Before moving to open-wheel, Fittipaldi won the Hickory Motor Speedway track title and Rookie of the Year in the Limited Late Model division in 2011. He was doing well in NASCAR, but his next racing opportunity came in open-wheel thanks to Escuderia Telmex, a program for young drivers funded by Mexican businessman and philanthropist Carlos Slim.
“He asked me if I wanted to join the program, but race in Europe,” Fittipaldi said about Escuderia Telmex, which has produced Formula One drivers Sergio Perez and Esteban Gutierrez. “I said yes, that it was a great opportunity.”
The teenager relocated to Ascot, England, for the racing season and quickly learned the responsibilities that come with adulthood, including cooking and cleaning. He admitted he was homesick in the seven to eight months he was away, but his family’s visits every couple of months helped him deal with the situation.
“They would stay a couple of weeks with me, go to my races,” he said. “My family has always supported me since I started racing. Now I come back and I appreciate what my parents do a lot more. I have matured a lot.”
In addition to adjusting to a new lifestyle, Fittipaldi also found European racing quite different from that in the United States.
“It’s almost like a different sport because of the different driving styles,” Fittipaldi said. “When I went there I basically had to relearn everything. The principals are the same – you want to be the fastest, you want to win the race – but everything else is a lot different. You race all over Europe and in different countries. I had to get used to the traveling, driving a different car and different teams all the time. It’s a different atmosphere.

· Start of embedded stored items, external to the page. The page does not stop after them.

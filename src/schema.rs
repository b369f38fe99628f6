//! Kepler Objects of Interest table layout and disposition labels

use crate::error::{ExoSeekerError, Result};
use serde::{Deserialize, Serialize};
use std::fmt;
use std::str::FromStr;

/// Disposition label column
pub const LABEL_COLUMN: &str = "koi_disposition";

/// Row ids, catalog ids, names, the secondary disposition and the score
pub const IDENTIFIER_COLUMNS: [&str; 6] = [
    "loc_rowid",
    "kepid",
    "kepoi_name",
    "kepler_name",
    "koi_pdisposition",
    "koi_score",
];

/// Categorical pipeline delivery name, mode-filled and then dropped
pub const DELIVERY_NAME_COLUMN: &str = "koi_tce_delivname";

/// Equilibrium temperature error margins
pub const AUXILIARY_COLUMNS: [&str; 2] = ["koi_teq_err1", "koi_teq_err2"];

/// Columns that must be present in any raw table (label excluded)
pub fn required_columns() -> Vec<&'static str> {
    IDENTIFIER_COLUMNS
        .iter()
        .copied()
        .chain(std::iter::once(DELIVERY_NAME_COLUMN))
        .chain(AUXILIARY_COLUMNS.iter().copied())
        .collect()
}

/// Whether a column is never used as a model feature
pub fn is_non_feature_column(name: &str) -> bool {
    name == LABEL_COLUMN || name == DELIVERY_NAME_COLUMN
        || IDENTIFIER_COLUMNS.contains(&name)
        || AUXILIARY_COLUMNS.contains(&name)
}

/// Classification label of a Kepler object of interest
#[derive(Debug, Clone, Copy, PartialEq, Eq, Hash, PartialOrd, Ord, Serialize, Deserialize)]
pub enum Disposition {
    #[serde(rename = "CANDIDATE")]
    Candidate,
    #[serde(rename = "CONFIRMED")]
    Confirmed,
    #[serde(rename = "FALSE POSITIVE")]
    FalsePositive,
}

impl Disposition {
    /// Positive class for metrics
    pub const POSITIVE: Disposition = Disposition::Confirmed;

    pub fn as_str(&self) -> &'static str {
        match self {
            Disposition::Candidate => "CANDIDATE",
            Disposition::Confirmed => "CONFIRMED",
            Disposition::FalsePositive => "FALSE POSITIVE",
        }
    }

    /// Numeric training target: CONFIRMED is 1.0, everything else 0.0
    pub fn to_target(&self) -> f64 {
        if *self == Disposition::Confirmed { 1.0 } else { 0.0 }
    }

    /// Decode a binary prediction
    pub fn from_target(value: f64) -> Self {
        if value >= 0.5 {
            Disposition::Confirmed
        } else {
            Disposition::Candidate
        }
    }
}

impl fmt::Display for Disposition {
    fn fmt(&self, f: &mut fmt::Formatter<'_>) -> fmt::Result {
        f.write_str(self.as_str())
    }
}

impl FromStr for Disposition {
    type Err = ExoSeekerError;

    fn from_str(s: &str) -> Result<Self> {
        match s.trim() {
            "CANDIDATE" => Ok(Disposition::Candidate),
            "CONFIRMED" => Ok(Disposition::Confirmed),
            "FALSE POSITIVE" => Ok(Disposition::FalsePositive),
            other => Err(ExoSeekerError::Schema(format!(
                "unknown {} value '{}'",
                LABEL_COLUMN, other
            ))),
        }
    }
}

#[cfg(test)]
mod tests {
    use super::*;

    #[test]
    fn test_parse_catalog_strings() {
        assert_eq!("CONFIRMED".parse::<Disposition>().unwrap(), Disposition::Confirmed);
        assert_eq!("CANDIDATE".parse::<Disposition>().unwrap(), Disposition::Candidate);
        assert_eq!(
            "FALSE POSITIVE".parse::<Disposition>().unwrap(),
            Disposition::FalsePositive
        );
        assert!(matches!(
            "confirmed".parse::<Disposition>(),
            Err(ExoSeekerError::Schema(_))
        ));
    }

    #[test]
    fn test_target_encoding() {
        assert_eq!(Disposition::Confirmed.to_target(), 1.0);
        assert_eq!(Disposition::Candidate.to_target(), 0.0);
        assert_eq!(Disposition::from_target(0.7), Disposition::Confirmed);
        assert_eq!(Disposition::from_target(0.2), Disposition::Candidate);
    }

    #[test]
    fn test_serde_uses_catalog_strings() {
        let json = serde_json::to_string(&Disposition::FalsePositive).unwrap();
        assert_eq!(json, "\"FALSE POSITIVE\"");
    }

    #[test]
    fn test_required_columns() {
        let cols = required_columns();
        assert_eq!(cols.len(), 9);
        assert!(cols.contains(&"koi_tce_delivname"));
        assert!(!cols.contains(&LABEL_COLUMN));
        assert!(is_non_feature_column("kepid"));
        assert!(!is_non_feature_column("koi_period"));
    }
}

“It was hard for me to adapt when I went from NASCAR to open-wheel because I brought a lot of good habits that were in NASCAR, but were bad habits in open-wheel in the way I was driving. The downforce in the open-wheel is massive and that’s one of the things that was tough to adapt to because you’re going through a corner and you think you have to brake, but it’s actually almost flat out with an open-wheel car. In NASCAR, you would have to brake and downshift twice to make the corner.”

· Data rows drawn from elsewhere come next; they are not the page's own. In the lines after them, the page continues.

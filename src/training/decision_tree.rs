//! Decision tree implementation

use crate::error::{ExoSeekerError, Result};
use ndarray::{Array1, Array2, ArrayView1};
use rand::SeedableRng;
use rand_chacha::ChaCha8Rng;
use rayon::prelude::*;
use serde::{Deserialize, Serialize};

/// Decision tree node
#[derive(Debug, Clone, Serialize, Deserialize)]
pub enum TreeNode {
    /// Leaf node; positive-class fraction for classifiers, mean target for regressors
    Leaf { value: f64, n_samples: usize },
    /// Internal node with split
    Split {
        feature_idx: usize,
        threshold: f64,
        left: Box<TreeNode>,
        right: Box<TreeNode>,
        n_samples: usize,
        impurity: f64,
    },
}

/// Impurity criterion
#[derive(Debug, Clone, Copy, Serialize, Deserialize, PartialEq)]
pub enum Criterion {
    /// Gini impurity (binary classification)
    Gini,
    /// Mean squared error (regression)
    MSE,
}

/// Running sums for one side of a candidate split
#[derive(Debug, Clone, Copy, Default)]
struct SideStats {
    count: usize,
    sum: f64,
    sq_sum: f64,
}

impl SideStats {
    fn push(&mut self, y: f64) {
        self.count += 1;
        self.sum += y;
        self.sq_sum += y * y;
    }

    fn minus(&self, other: &SideStats) -> SideStats {
        SideStats {
            count: self.count - other.count,
            sum: self.sum - other.sum,
            sq_sum: self.sq_sum - other.sq_sum,
        }
    }
}

/// CART decision tree over binary (0/1) or continuous targets
#[derive(Debug, Clone, Serialize, Deserialize)]
pub struct DecisionTree {
    root: Option<TreeNode>,
    /// Maximum number of split levels
    pub max_depth: Option<usize>,
    /// Minimum samples to split
    pub min_samples_split: usize,
    /// Minimum samples in leaf
    pub min_samples_leaf: usize,
    /// Features sampled at each split, all when `None`
    pub max_features: Option<usize>,
    /// Impurity criterion
    pub criterion: Criterion,
    /// Seed for feature sampling
    pub random_state: Option<u64>,
    n_features: usize,
    is_classification: bool,
}

impl Default for DecisionTree {
    fn default() -> Self {
        Self::new_classifier()
    }
}

impl DecisionTree {
    /// Create a new classifier tree
    pub fn new_classifier() -> Self {
        Self {
            root: None,
            max_depth: None,
            min_samples_split: 2,
            min_samples_leaf: 1,
            max_features: None,
            criterion: Criterion::Gini,
            random_state: None,
            n_features: 0,
            is_classification: true,
        }
    }

    /// Create a new regressor tree
    pub fn new_regressor() -> Self {
        Self {
            criterion: Criterion::MSE,
            is_classification: false,
            ..Self::new_classifier()
        }
    }

    /// Set maximum depth
    pub fn with_max_depth(mut self, depth: usize) -> Self {
        self.max_depth = Some(depth);
        self
    }

    /// Set minimum samples to split
    pub fn with_min_samples_split(mut self, min_samples: usize) -> Self {
        self.min_samples_split = min_samples;
        self
    }

    /// Set minimum samples in leaf
    pub fn with_min_samples_leaf(mut self, min_samples: usize) -> Self {
        self.min_samples_leaf = min_samples;
        self
    }

    /// Set the number of features tried per split
    pub fn with_max_features(mut self, max_features: usize) -> Self {
        self.max_features = Some(max_features);
        self
    }

    /// Set the feature sampling seed
    pub fn with_random_state(mut self, seed: u64) -> Self {
        self.random_state = Some(seed);
        self
    }

    /// Fit the tree to training data
    pub fn fit(&mut self, x: &Array2<f64>, y: &Array1<f64>) -> Result<&mut Self> {
        let n_samples = x.nrows();

        if n_samples != y.len() {
            return Err(ExoSeekerError::Shape {
                expected: format!("y length = {}", n_samples),
                actual: format!("y length = {}", y.len()),
            });
        }
        if n_samples == 0 {
            return Err(ExoSeekerError::Fitting("cannot fit a tree on zero samples".to_string()));
        }
        if self.is_classification && y.iter().any(|&v| v != 0.0 && v != 1.0) {
            return Err(ExoSeekerError::Fitting(
                "classifier targets must be 0 or 1".to_string(),
            ));
        }

        self.n_features = x.ncols();

        let mut rng = match self.random_state {
            Some(seed) => ChaCha8Rng::seed_from_u64(seed),
            None => ChaCha8Rng::from_entropy(),
        };

        let indices: Vec<usize> = (0..n_samples).collect();
        self.root = Some(self.build_tree(x, y, &indices, 0, &mut rng));

        Ok(self)
    }

    fn build_tree(
        &self,
        x: &Array2<f64>,
        y: &Array1<f64>,
        indices: &[usize],
        depth: usize,
        rng: &mut ChaCha8Rng,
    ) -> TreeNode {
        let n_samples = indices.len();
        let mut stats = SideStats::default();
        for &i in indices {
            stats.push(y[i]);
        }
        let leaf = || TreeNode::Leaf {
            value: stats.sum / n_samples as f64,
            n_samples,
        };

        let parent_impurity = self.impurity(&stats);
        let should_stop = n_samples < self.min_samples_split
            || n_samples < 2 * self.min_samples_leaf
            || self.max_depth.map_or(false, |d| depth >= d)
            || parent_impurity <= 1e-12;

        if should_stop {
            return leaf();
        }

        let features = self.sample_features(rng);
        let Some((feature_idx, threshold, gain)) =
            self.find_best_split(x, y, indices, &features, &stats, parent_impurity)
        else {
            return leaf();
        };

        let (left_indices, right_indices): (Vec<usize>, Vec<usize>) = indices
            .iter()
            .partition(|&&i| x[[i, feature_idx]] <= threshold);

        let left = Box::new(self.build_tree(x, y, &left_indices, depth + 1, rng));
        let right = Box::new(self.build_tree(x, y, &right_indices, depth + 1, rng));

        TreeNode::Split {
            feature_idx,
            threshold,
            left,
            right,
            n_samples,
            impurity: parent_impurity - gain,
        }
    }

    fn sample_features(&self, rng: &mut ChaCha8Rng) -> Vec<usize> {
        match self.max_features {
            Some(k) if k > 0 && k < self.n_features => {
                let mut chosen = rand::seq::index::sample(rng, self.n_features, k).into_vec();
                chosen.sort_unstable();
                chosen
            }
            _ => (0..self.n_features).collect(),
        }
    }

    /// Best (feature, threshold, gain) by sorted sweep over each candidate feature
    fn find_best_split(
        &self,
        x: &Array2<f64>,
        y: &Array1<f64>,
        indices: &[usize],
        features: &[usize],
        total: &SideStats,
        parent_impurity: f64,
    ) -> Option<(usize, f64, f64)> {
        let n = indices.len() as f64;

        let feature_results: Vec<Option<(usize, f64, f64)>> = features
            .par_iter()
            .map(|&feature_idx| {
                let mut pairs: Vec<(f64, f64)> =
                    indices.iter().map(|&i| (x[[i, feature_idx]], y[i])).collect();
                pairs.sort_by(|a, b| a.0.total_cmp(&b.0));

                let mut left = SideStats::default();
                let mut best: Option<(f64, f64)> = None;

                for k in 0..pairs.len() - 1 {
                    left.push(pairs[k].1);
                    if pairs[k].0 == pairs[k + 1].0 {
                        continue;
                    }
                    let right = total.minus(&left);
                    if left.count < self.min_samples_leaf || right.count < self.min_samples_leaf {
                        continue;
                    }

                    let weighted = (left.count as f64 * self.impurity(&left)
                        + right.count as f64 * self.impurity(&right))
                        / n;
                    let gain = parent_impurity - weighted;
                    if gain > 1e-12 && best.map_or(true, |(g, _)| gain > g) {
                        best = Some((gain, (pairs[k].0 + pairs[k + 1].0) / 2.0));
                    }
                }

                best.map(|(gain, threshold)| (feature_idx, threshold, gain))
            })
            .collect();

        // First feature wins ties, keeping the result independent of thread scheduling
        feature_results
            .into_iter()
            .flatten()
            .fold(None, |acc: Option<(usize, f64, f64)>, cand| match acc {
                Some(best) if best.2 >= cand.2 => Some(best),
                _ => Some(cand),
            })
    }

    fn impurity(&self, stats: &SideStats) -> f64 {
        if stats.count == 0 {
            return 0.0;
        }
        let n = stats.count as f64;
        match self.criterion {
            Criterion::Gini => {
                let p = stats.sum / n;
                1.0 - p * p - (1.0 - p) * (1.0 - p)
            }
            Criterion::MSE => (stats.sq_sum / n - (stats.sum / n).powi(2)).max(0.0),
        }
    }

    /// Raw leaf values: positive-class fraction or regression estimate
    pub fn predict_values(&self, x: &Array2<f64>) -> Result<Array1<f64>> {
        let root = self.root.as_ref().ok_or(ExoSeekerError::ModelNotFitted)?;
        if x.ncols() != self.n_features {
            return Err(ExoSeekerError::Shape {
                expected: format!("{} features", self.n_features),
                actual: format!("{} features", x.ncols()),
            });
        }

        Ok(x.rows()
            .into_iter()
            .map(|row| Self::predict_sample(root, &row))
            .collect())
    }

    /// Make predictions: class labels for classifiers, values for regressors
    pub fn predict(&self, x: &Array2<f64>) -> Result<Array1<f64>> {
        let values = self.predict_values(x)?;
        if self.is_classification {
            Ok(values.mapv(|p| if p > 0.5 { 1.0 } else { 0.0 }))
        } else {
            Ok(values)
        }
    }

    fn predict_sample(node: &TreeNode, sample: &ArrayView1<f64>) -> f64 {
        match node {
            TreeNode::Leaf { value, .. } => *value,
            TreeNode::Split { feature_idx, threshold, left, right, .. } => {
                if sample[*feature_idx] <= *threshold {
                    Self::predict_sample(left, sample)
                } else {
                    Self::predict_sample(right, sample)
                }
            }
        }
    }

    /// Recompute every leaf reached by a row of `x` from the row indices landing in it.
    /// Leaves no row reaches keep their value.
    pub fn set_leaf_values<F>(&mut self, x: &Array2<f64>, value: F) -> Result<()>
    where
        F: Fn(&[usize]) -> f64,
    {
        fn walk<F: Fn(&[usize]) -> f64>(
            node: &mut TreeNode,
            x: &Array2<f64>,
            indices: &[usize],
            value: &F,
        ) {
            match node {
                TreeNode::Leaf { value: v, .. } => {
                    if !indices.is_empty() {
                        *v = value(indices);
                    }
                }
                TreeNode::Split { feature_idx, threshold, left, right, .. } => {
                    let (f, t) = (*feature_idx, *threshold);
                    let (l, r): (Vec<usize>, Vec<usize>) =
                        indices.iter().partition(|&&i| x[[i, f]] <= t);
                    walk(left, x, &l, value);
                    walk(right, x, &r, value);
                }
            }
        }

        let root = self.root.as_mut().ok_or(ExoSeekerError::ModelNotFitted)?;
        let indices: Vec<usize> = (0..x.nrows()).collect();
        walk(root, x, &indices, &value);
        Ok(())
    }

    /// Number of split levels on the longest path
    pub fn get_depth(&self) -> usize {
        fn node_depth(node: &TreeNode) -> usize {
            match node {
                TreeNode::Leaf { .. } => 0,
                TreeNode::Split { left, right, .. } => 1 + node_depth(left).max(node_depth(right)),
            }
        }
        self.root.as_ref().map_or(0, node_depth)
    }

    /// Get number of leaves
    pub fn get_n_leaves(&self) -> usize {
        fn count_leaves(node: &TreeNode) -> usize {
            match node {
                TreeNode::Leaf { .. } => 1,
                TreeNode::Split { left, right, .. } => count_leaves(left) + count_leaves(right),
            }
        }
        self.root.as_ref().map_or(0, count_leaves)
    }
}

#[cfg(test)]
mod tests {
    use super::*;
    use ndarray::array;

    #[test]
    fn test_classifier_simple() {
        let x = array![[0.0, 0.0], [0.0, 1.0], [1.0, 0.0], [1.0, 1.0]];
        let y = array![0.0, 0.0, 1.0, 1.0];

        let mut tree = DecisionTree::new_classifier();
        tree.fit(&x, &y).unwrap();

        let predictions = tree.predict(&x).unwrap();
        assert_eq!(predictions, y);
        assert_eq!(tree.get_depth(), 1);
        assert_eq!(tree.get_n_leaves(), 2);
    }

    #[test]
    fn test_regressor_simple() {
        let x = array![[1.0], [2.0], [3.0], [4.0], [5.0]];
        let y = array![1.0, 2.0, 3.0, 4.0, 5.0];

        let mut tree = DecisionTree::new_regressor();
        tree.fit(&x, &y).unwrap();

        let predictions = tree.predict(&x).unwrap();
        let mse: f64 = predictions
            .iter()
            .zip(y.iter())
            .map(|(p, a)| (p - a).powi(2))
            .sum::<f64>()
            / y.len() as f64;

        assert!(mse < 1.0, "MSE too high: {}", mse);
    }

    #[test]
    fn test_max_depth() {
        let x = array![[1.0, 5.0], [2.0, 1.0], [3.0, 4.0], [4.0, 2.0], [5.0, 3.0]];
        let y = array![0.0, 1.0, 0.0, 1.0, 1.0];

        let mut tree = DecisionTree::new_classifier().with_max_depth(1);
        tree.fit(&x, &y).unwrap();

        assert!(tree.get_depth() <= 1);
        assert!(tree.get_n_leaves() <= 2);
    }

    #[test]
    fn test_leaf_values_are_class_fractions() {
        let x = array![[0.0], [0.0], [0.0], [1.0]];
        let y = array![0.0, 1.0, 1.0, 1.0];

        let mut tree = DecisionTree::new_classifier().with_max_depth(1);
        tree.fit(&x, &y).unwrap();

        let values = tree.predict_values(&array![[0.0], [1.0]]).unwrap();
        assert!((values[0] - 2.0 / 3.0).abs() < 1e-12);
        assert_eq!(values[1], 1.0);
    }

    #[test]
    fn test_feature_sampling_is_seeded() {
        let x = Array2::from_shape_fn((40, 6), |(i, j)| ((i * 7 + j * 3) % 11) as f64);
        let y: Array1<f64> = (0..40).map(|i| if i % 3 == 0 { 1.0 } else { 0.0 }).collect();

        let fit = |seed| {
            let mut tree = DecisionTree::new_classifier()
                .with_max_depth(3)
                .with_max_features(2)
                .with_random_state(seed);
            tree.fit(&x, &y).unwrap();
            tree.predict_values(&x).unwrap()
        };
        assert_eq!(fit(42), fit(42));
    }

    #[test]
    fn test_rejects_non_binary_targets() {
        let x = array![[1.0], [2.0]];
        let y = array![0.0, 2.0];
        let err = DecisionTree::new_classifier().fit(&x, &y).unwrap_err();
        assert!(matches!(err, ExoSeekerError::Fitting(_)));
    }

    #[test]
    fn test_predict_before_fit() {
        let tree = DecisionTree::new_classifier();
        assert!(matches!(
            tree.predict(&array![[1.0]]),
            Err(ExoSeekerError::ModelNotFitted)
        ));
    }
}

Fittipaldi noted all of the competition in Europe occurs on road courses and the cars are much lighter and more agile with more downforce than the stock cars used in NASCAR.
“I like them both, but my opportunity is in Europe,” Fittipaldi said.

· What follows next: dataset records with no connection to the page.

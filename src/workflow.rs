//! Train, predict and evaluate actions
//!
//! Each action takes its inputs explicitly and returns a `Result`; the CLI and
//! the HTTP service decide how to present failures.

use crate::error::Result;
use crate::evaluation::{evaluate, EvaluationReport};
use crate::export::ModelStore;
use crate::preprocessing::{InferenceScaling, PreprocessingConfig, Preprocessor};
use crate::schema::Disposition;
use crate::training::{
    EstimatorSelection, Hyperparameters, TrainEngine, TrainedModel, TrainingConfig,
};
use crate::utils::write_predictions_csv;
use polars::prelude::DataFrame;
use serde::{Deserialize, Serialize};
use std::path::PathBuf;
use std::time::Instant;
use tracing::info;

/// Everything a train action needs besides the table
#[derive(Debug, Clone, Default, PartialEq, Serialize, Deserialize)]
pub struct TrainRequest {
    pub selection: EstimatorSelection,
    pub hyperparameters: Hyperparameters,
    pub preprocessing: PreprocessingConfig,
    pub training: TrainingConfig,
}

impl TrainRequest {
    pub fn new(selection: EstimatorSelection, hyperparameters: Hyperparameters) -> Self {
        Self {
            selection,
            hyperparameters,
            ..Default::default()
        }
    }

    /// Use one seed for both the split and the estimators
    pub fn with_seed(mut self, seed: u64) -> Self {
        self.preprocessing.random_state = seed;
        self.training.random_state = seed;
        self
    }
}

/// Result of a train action
#[derive(Debug, Clone, Serialize)]
pub struct TrainOutcome {
    pub report: EvaluationReport,
    pub model_path: PathBuf,
    pub n_train: usize,
    pub n_test: usize,
    pub n_features: usize,
    pub elapsed_secs: f64,
}

/// How an inference batch is scaled
#[derive(Debug, Clone, Copy, Default, PartialEq, Eq, Serialize, Deserialize)]
#[serde(rename_all = "snake_case")]
pub enum ScalingPolicy {
    /// Reuse the mean and scale learned on the training partition
    #[default]
    TrainingStatistics,
    /// Fit a fresh scaler on the batch being classified
    BatchStatistics,
}

impl ScalingPolicy {
    fn for_model(&self, model: &TrainedModel) -> InferenceScaling {
        match self {
            ScalingPolicy::TrainingStatistics => InferenceScaling::Fitted(model.scaler.clone()),
            ScalingPolicy::BatchStatistics => InferenceScaling::Refit,
        }
    }
}

impl std::str::FromStr for ScalingPolicy {
    type Err = crate::error::ExoSeekerError;

    fn from_str(s: &str) -> Result<Self> {
        match s.trim().to_ascii_lowercase().as_str() {
            "" | "training" | "training_statistics" | "fitted" => Ok(ScalingPolicy::TrainingStatistics),
            "batch" | "batch_statistics" | "refit" => Ok(ScalingPolicy::BatchStatistics),
            other => Err(crate::error::ExoSeekerError::Config(format!(
                "unknown scaling policy '{}' (expected training or batch)",
                other
            ))),
        }
    }
}

/// Result of a predict action
#[derive(Debug, Clone, Serialize)]
pub struct PredictOutcome {
    pub labels: Vec<Disposition>,
    pub n_confirmed: usize,
    pub n_candidate: usize,
}

impl PredictOutcome {
    pub fn new(labels: Vec<Disposition>) -> Self {
        let n_confirmed = labels.iter().filter(|l| **l == Disposition::Confirmed).count();
        let n_candidate = labels.len() - n_confirmed;
        Self {
            labels,
            n_confirmed,
            n_candidate,
        }
    }

    /// `predictions.csv` contents
    pub fn to_csv(&self) -> Result<Vec<u8>> {
        write_predictions_csv(&self.labels)
    }
}

/// Prepare, train, evaluate on the held-out partition and persist the model
pub fn train_action(df: &DataFrame, request: &TrainRequest, store: &ModelStore) -> Result<TrainOutcome> {
    let start = Instant::now();
    request.preprocessing.validate()?;
    request.hyperparameters.validate()?;

    let preprocessor = Preprocessor::new(request.preprocessing.clone());
    let data = preprocessor.prepare_training(df)?;

    let engine = TrainEngine::new(request.training.clone());
    let stack = engine.fit(
        &data.train_features,
        &data.train_labels,
        &request.selection,
        &request.hyperparameters,
    )?;

    let model = TrainedModel::new(
        data.feature_names.clone(),
        data.scaler.clone(),
        stack,
        request.selection.clone(),
        request.hyperparameters.clone(),
        request.preprocessing.clone(),
    );
    let predicted = model.predict_features(&data.test_features)?;
    let report = evaluate(&data.test_labels, &predicted)?;

    store.save(&model)?;

    let outcome = TrainOutcome {
        report,
        model_path: store.path().to_path_buf(),
        n_train: data.train_labels.len(),
        n_test: data.test_labels.len(),
        n_features: data.feature_names.len(),
        elapsed_secs: start.elapsed().as_secs_f64(),
    };
    info!(
        n_train = outcome.n_train,
        n_test = outcome.n_test,
        accuracy = outcome.report.metrics.accuracy,
        f1 = outcome.report.metrics.f1,
        elapsed_secs = outcome.elapsed_secs,
        "Train action finished"
    );
    Ok(outcome)
}

/// Classify every row of an unlabeled table with the stored model
pub fn predict_action(
    df: &DataFrame,
    store: &ModelStore,
    scaling: ScalingPolicy,
) -> Result<PredictOutcome> {
    let model = store.load()?;
    let labels = model.predict(df, &scaling.for_model(&model))?;
    let outcome = PredictOutcome::new(labels);
    info!(
        rows = outcome.labels.len(),
        confirmed = outcome.n_confirmed,
        candidate = outcome.n_candidate,
        scaling = ?scaling,
        "Predict action finished"
    );
    Ok(outcome)
}

/// Score the stored model on a labeled table without retraining
pub fn evaluate_action(df: &DataFrame, store: &ModelStore) -> Result<EvaluationReport> {
    let model = store.load()?;
    let preprocessor = Preprocessor::new(model.preprocessing.clone());
    let data = preprocessor.prepare_labeled(df, &model.scaler)?;
    let predicted = model.predict_features(&data.features)?;
    let report = evaluate(&data.labels, &predicted)?;
    info!(
        rows = data.labels.len(),
        accuracy = report.metrics.accuracy,
        "Evaluate action finished"
    );
    Ok(report)
}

Fittipaldi said NASCAR and open-wheel racing in Europe were both intense, but European racing was more technology oriented.
“I had to get used to that,” Fittipaldi said. “I had to learn how to use it to my advantage because they use data and telemetry every time you go out in a session. You come back and you can compare what you’re doing driving-wise to your teammate. You can learn a lot from that.”
Fittipaldi hopes to be in Formula One within the next three to four years. He and his grandfather always talk about his F1 aspirations, but they both know they must concentrate on the next step.
“When I was learning, he always told me the most important thing was to finish the race,” Fittipaldi said about his grandfather’s advice. “If you don’t finish, you’re not going to win. If you spin or something, it’s always better to finish because you always need experience. Finishing races is what brings championships.”